Sunday, July 10, 2011

Gays in SF: Just another special interest group

 Photo: Rick Gerharter

For all the talk about rainbow coalitions, gays in San Francisco are becoming just another special interest group, like the Bicycle Coalition or the Chamber of Commerce. Witness the push by the LBGT community to collaborate with a predatory UC to turn the old Extension site on lower Haight Street into a massive housing development---450 housing units on less than six acres. What's in it for them? More than 100 housing units for elderly gays.

Never mind that UC lied about why it stopped providing night classes for working people on the site.

Never mind that the property the city is allowing UC to privatize to fatten its bottom line has been reserved for "public use" for more than 150 years. UC has had the property tax-free from the city for more than 50 years only because of its education "mission." Instead of allowing UC to use the property for its own gain, the city should have gone to court to take the property back for the people of San Francisco as soon as UC abandoned its education "mission" way back in 2004.

Never mind that it's a dumb idea to add more than a thousand new residents to an area that's already gridlocked most of the day with all the freeway traffic on Octavia Blvd. only a block away from the site.

City progressives, led by Supervisor Mirkarimi, have been instrumental in allowing the sell-out on a project that's going to trash a national and a state landmark.

Elizabeth Hemenway tells us how UC hastily decided to turn the property into a housing development.


Bike dude now in charge of screwing up Masonic

A bike guy has now been put in charge of the plan to screw up Masonic Avenue. That's not surprising, since the movement to jam up traffic on Masonic has always been led by the bike people and high on the agenda of the Bicycle Coalition.

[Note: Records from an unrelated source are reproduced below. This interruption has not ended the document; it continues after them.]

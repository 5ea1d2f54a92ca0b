//! JSON API under `/api/v1`

use actix_web::{HttpResponse, http::header, web};
use chrono::Local;
use serde::{Deserialize, Serialize};
use tracing::{debug, error};

use super::pages::SearchQuery;
use crate::api::AppState;
use crate::api::helpers::{
    ErrorCode, api_result, error_from_lims, error_response, success_response,
};
use crate::data::{CellValue, FormattedUpdateInfo, SAGA_COLUMNS, Table, TableKind, UpdateInfo};

#[derive(Debug, Serialize)]
pub struct TableResponse<'a> {
    pub kind: TableKind,
    pub title: &'static str,
    pub columns: &'a [String],
    pub rows: Vec<Vec<CellValue>>,
    pub total: usize,
    pub loaded_at: String,
}

#[derive(Debug, Serialize)]
pub struct UpdateInfoResponse<'a> {
    #[serde(flatten)]
    pub info: &'a UpdateInfo,
    pub formatted: FormattedUpdateInfo,
}

#[derive(Debug, Default, Deserialize)]
pub struct ExportQuery {
    #[serde(default)]
    pub q: String,
    pub preset: Option<String>,
}

#[derive(Debug, Deserialize)]
pub struct PreviewQuery {
    pub reagent_type: String,
    pub set_letter: Option<String>,
}

#[derive(Debug, Serialize)]
pub struct PreviewResponse {
    pub internal_name: String,
}

fn parse_kind(raw: &str) -> Result<TableKind, HttpResponse> {
    raw.parse::<TableKind>().map_err(|e| error_from_lims(&e))
}

pub async fn get_table(
    state: web::Data<AppState>,
    path: web::Path<String>,
    query: web::Query<SearchQuery>,
) -> HttpResponse {
    let kind = match parse_kind(&path) {
        Ok(kind) => kind,
        Err(resp) => return resp,
    };
    let snapshot = state.store.snapshot();
    let full = snapshot.table(kind);
    let visible = full.filter(&query.q);

    success_response(TableResponse {
        kind,
        title: kind.title(),
        columns: &visible.columns,
        rows: visible
            .rows
            .iter()
            .map(|row| row.iter().map(|c| c.value.clone()).collect())
            .collect(),
        total: full.len(),
        loaded_at: snapshot.loaded_at.to_rfc3339(),
    })
}

/// Columns exported for a preset; unknown presets are rejected
fn export_table(table: &Table, preset: Option<&str>) -> Result<Table, HttpResponse> {
    match preset.map(str::trim).filter(|p| !p.is_empty()) {
        None => Ok(table.clone()),
        Some(p) if p.eq_ignore_ascii_case("saga") => Ok(table.select(&SAGA_COLUMNS)),
        Some(other) => Err(error_response(
            actix_web::http::StatusCode::BAD_REQUEST,
            ErrorCode::BadRequest,
            &format!("Unknown export preset '{}'", other),
        )),
    }
}

pub async fn export_csv(
    state: web::Data<AppState>,
    path: web::Path<String>,
    query: web::Query<ExportQuery>,
) -> HttpResponse {
    let kind = match parse_kind(&path) {
        Ok(kind) => kind,
        Err(resp) => return resp,
    };
    let snapshot = state.store.snapshot();
    let table = match export_table(&snapshot.table(kind).filter(&query.q), query.preset.as_deref()) {
        Ok(table) => table,
        Err(resp) => return resp,
    };

    match table.to_csv_string() {
        Ok(csv) => {
            let filename = match query.preset.as_deref() {
                Some(preset) if !preset.trim().is_empty() => format!(
                    "{}_{}_{}.csv",
                    kind.slug(),
                    preset.trim().to_lowercase(),
                    Local::now().format("%Y%m%d")
                ),
                _ => format!("{}_{}.csv", kind.slug(), Local::now().format("%Y%m%d")),
            };
            debug!("Exporting {} rows to {}", table.len(), filename);
            HttpResponse::Ok()
                .content_type("text/csv; charset=utf-8")
                .append_header((
                    header::CONTENT_DISPOSITION,
                    format!("attachment; filename=\"{}\"", filename),
                ))
                .body(csv)
        }
        Err(e) => {
            error!("CSV export of {} failed: {}", kind, e);
            error_from_lims(&e)
        }
    }
}

pub async fn update_info(state: web::Data<AppState>) -> HttpResponse {
    let snapshot = state.store.snapshot();
    success_response(UpdateInfoResponse {
        info: &snapshot.update_info,
        formatted: snapshot.update_info.formatted(snapshot.loaded_at),
    })
}

pub async fn reagent_preview(
    state: web::Data<AppState>,
    query: web::Query<PreviewQuery>,
) -> HttpResponse {
    api_result(
        state
            .reagents
            .preview(&query.reagent_type, query.set_letter.as_deref())
            .map(|internal_name| PreviewResponse { internal_name }),
    )
}

pub fn api_routes() -> actix_web::Scope {
    web::scope("/api/v1")
        .route("/tables/{kind}", web::get().to(get_table))
        .route("/tables/{kind}/export.csv", web::get().to(export_csv))
        .route("/update-info", web::get().to(update_info))
        .route("/reagents/preview", web::get().to(reagent_preview))
}
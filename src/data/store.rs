//! In-memory snapshot of the displayed tables

use std::sync::Arc;

use arc_swap::ArcSwap;
use chrono::{DateTime, Local};
use parking_lot::Mutex;
use tracing::{error, info};

use super::db::Database;
use super::tables::{Table, TableKind};
use super::transform::shape_table;
use super::update_info::UpdateInfo;
use crate::errors::Result;

/// Tables and update info loaded together
#[derive(Debug, Clone)]
pub struct Snapshot {
    pub projects: Table,
    pub samples: Table,
    pub sequencing: Table,
    pub update_info: UpdateInfo,
    pub loaded_at: DateTime<Local>,
}

impl Snapshot {
    /// Placeholder used until the first successful load
    pub fn empty(reason: impl Into<String>) -> Self {
        Self {
            projects: Table::default(),
            samples: Table::default(),
            sequencing: Table::default(),
            update_info: UpdateInfo::from_error(reason),
            loaded_at: Local::now(),
        }
    }

    pub fn table(&self, kind: TableKind) -> &Table {
        match kind {
            TableKind::Projects => &self.projects,
            TableKind::Samples => &self.samples,
            TableKind::Sequencing => &self.sequencing,
        }
    }
}

/// Holds the current snapshot; readers never wait for a refresh
pub struct DataStore {
    db: Database,
    ui_url: String,
    snapshot: ArcSwap<Snapshot>,
    refresh_lock: tokio::sync::Mutex<()>,
    last_error: Mutex<Option<String>>,
}

impl DataStore {
    /// Load the first snapshot; fails when the database cannot be read
    pub async fn load(db: Database, ui_url: impl Into<String>) -> Result<Self> {
        let ui_url = ui_url.into();
        let snapshot = fetch_snapshot(&db, &ui_url).await?;
        Ok(Self::with_snapshot(db, ui_url, snapshot))
    }

    /// Start without data, e.g. when the pin board is unreachable at startup
    pub fn unloaded(db: Database, ui_url: impl Into<String>, reason: impl Into<String>) -> Self {
        let reason = reason.into();
        let store = Self::with_snapshot(db, ui_url.into(), Snapshot::empty(reason.clone()));
        *store.last_error.lock() = Some(reason);
        store
    }

    fn with_snapshot(db: Database, ui_url: String, snapshot: Snapshot) -> Self {
        Self {
            db,
            ui_url,
            snapshot: ArcSwap::from_pointee(snapshot),
            refresh_lock: tokio::sync::Mutex::new(()),
            last_error: Mutex::new(None),
        }
    }

    pub fn snapshot(&self) -> Arc<Snapshot> {
        self.snapshot.load_full()
    }

    pub fn database(&self) -> &Database {
        &self.db
    }

    /// Error of the most recent failed load, cleared by a successful one
    pub fn last_error(&self) -> Option<String> {
        self.last_error.lock().clone()
    }

    /// Download the pin again and reload every table
    ///
    /// The previous snapshot stays in place when the reload fails.
    pub async fn refresh(&self) -> Result<Arc<Snapshot>> {
        let _guard = self.refresh_lock.lock().await;
        info!("Refreshing database connection...");
        self.db.refresh().await;

        match fetch_snapshot(&self.db, &self.ui_url).await {
            Ok(snapshot) => {
                self.snapshot.store(Arc::new(snapshot));
                *self.last_error.lock() = None;
                info!("Datasets updated successfully");
                Ok(self.snapshot())
            }
            Err(e) => {
                error!("Refresh failed, keeping previous data: {}", e);
                *self.last_error.lock() = Some(e.to_string());
                Err(e)
            }
        }
    }
}

/// Read and shape one table
pub async fn fetch_table(db: &Database, kind: TableKind, ui_url: &str) -> Result<Table> {
    let raw = db.query_table(kind.sql_table()).await?;
    Ok(shape_table(kind, &raw.columns, raw.rows, ui_url))
}

async fn fetch_snapshot(db: &Database, ui_url: &str) -> Result<Snapshot> {
    let projects = fetch_table(db, TableKind::Projects, ui_url).await?;
    info!("Projects data fetched ({} rows)", projects.len());

    let samples = fetch_table(db, TableKind::Samples, ui_url).await?;
    info!("Samples data fetched ({} rows)", samples.len());

    let sequencing = fetch_table(db, TableKind::Sequencing, ui_url).await?;
    info!("Seq data fetched ({} rows)", sequencing.len());

    let update_info = UpdateInfo::load(db).await;

    Ok(Snapshot {
        projects,
        samples,
        sequencing,
        update_info,
        loaded_at: Local::now(),
    })
}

Javad Mirabdal, who led the effort until he retired, didn't dissent from the claim that Masonic represented some kind of safety problem for everyone, even though the powerpoint presentation he brought to the first community meeting on screwing up Masonic showed that it was a lie.

The plan involves taking away all the street parking on Masonic between Geary Blvd. and Fell Street to make bike lanes, which means that the city will no longer be able to create an extra lane during commute hours to deal with the traffic: more than 32,000 vehicles a day and more than 12,000 passengers a day on the #43 bus. The project will cost $18 million, but no expense is too great for the city's ongoing jihad against motor vehicles, since we're talking about religion here. And it will probably be done in time for the additional traffic generated by the opening of the new Target store in the old Mervyn's location at Geary and Masonic.